> Input data:
//! 애플리케이션 조립(composition root) 모듈.

use crate::application::usecases::inspect_config::InspectConfigUseCase;
use crate::application::usecases::invoke_operation::InvokeOperationUseCase;
use crate::infrastructure::adapters::{
    ConfigConnectionResolver, ConsoleReporter, JsonConfigRepository, TextRendererAdapter,
    WbemTransportFactory,
};

/// 실행 시점 의존성을 한 곳에서 조립하는 컨테이너.
pub struct AppComposition {
    config_repo: JsonConfigRepository,
    connection_resolver: ConfigConnectionResolver,
    transport_factory: WbemTransportFactory,
    renderer: TextRendererAdapter,
    reporter: ConsoleReporter,
}

impl Default for AppComposition {
    fn default() -> Self {
        Self {
            config_repo: JsonConfigRepository,
            connection_resolver: ConfigConnectionResolver,
            transport_factory: WbemTransportFactory,
            renderer: TextRendererAdapter,
            reporter: ConsoleReporter,
        }
    }
}

impl AppComposition {
    /// 설정 점검 유스케이스를 생성한다.
    pub fn inspect_config_usecase(&self) -> InspectConfigUseCase<'_> {
        InspectConfigUseCase {
            config_repo: &self.config_repo,
        }
    }

    /// 원격 오퍼레이션 실행 유스케이스를 생성한다.
    pub fn invoke_operation_usecase(&self) -> InvokeOperationUseCase<'_> {
        InvokeOperationUseCase {
            config_repo: &self.config_repo,
            connection_resolver: &self.connection_resolver,
            transport_factory: &self.transport_factory,
            renderer: &self.renderer,
            reporter: &self.reporter,
        }
    }
}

> Exercise description: Each entry must be output exactly as it was written.

> Expected output:
//! 애플리케이션 조립(composition root) 모듈.

use crate::application::usecases::inspect_config::InspectConfigUseCase;
use crate::application::usecases::invoke_operation::InvokeOperationUseCase;
use crate::infrastructure::adapters::{
    ConfigConnectionResolver, ConsoleReporter, JsonConfigRepository, TextRendererAdapter,
    WbemTransportFactory,
};

/// 실행 시점 의존성을 한 곳에서 조립하는 컨테이너.
pub struct AppComposition {
    config_repo: JsonConfigRepository,
    connection_resolver: ConfigConnectionResolver,
    transport_factory: WbemTransportFactory,
    renderer: TextRendererAdapter,
    reporter: ConsoleReporter,
}

impl Default for AppComposition {
    fn default() -> Self {
        Self {
            config_repo: JsonConfigRepository,
            connection_resolver: ConfigConnectionResolver,
            transport_factory: WbemTransportFactory,
            renderer: TextRendererAdapter,
            reporter: ConsoleReporter,
        }
    }
}

impl AppComposition {
    /// 설정 점검 유스케이스를 생성한다.
    pub fn inspect_config_usecase(&self) -> InspectConfigUseCase<'_> {
        InspectConfigUseCase {
            config_repo: &self.config_repo,
        }
    }

    /// 원격 오퍼레이션 실행 유스케이스를 생성한다.
    pub fn invoke_operation_usecase(&self) -> InvokeOperationUseCase<'_> {
        InvokeOperationUseCase {
            config_repo: &self.config_repo,
            connection_resolver: &self.connection_resolver,
            transport_factory: &self.transport_factory,
            renderer: &self.renderer,
            reporter: &self.reporter,
        }
    }
}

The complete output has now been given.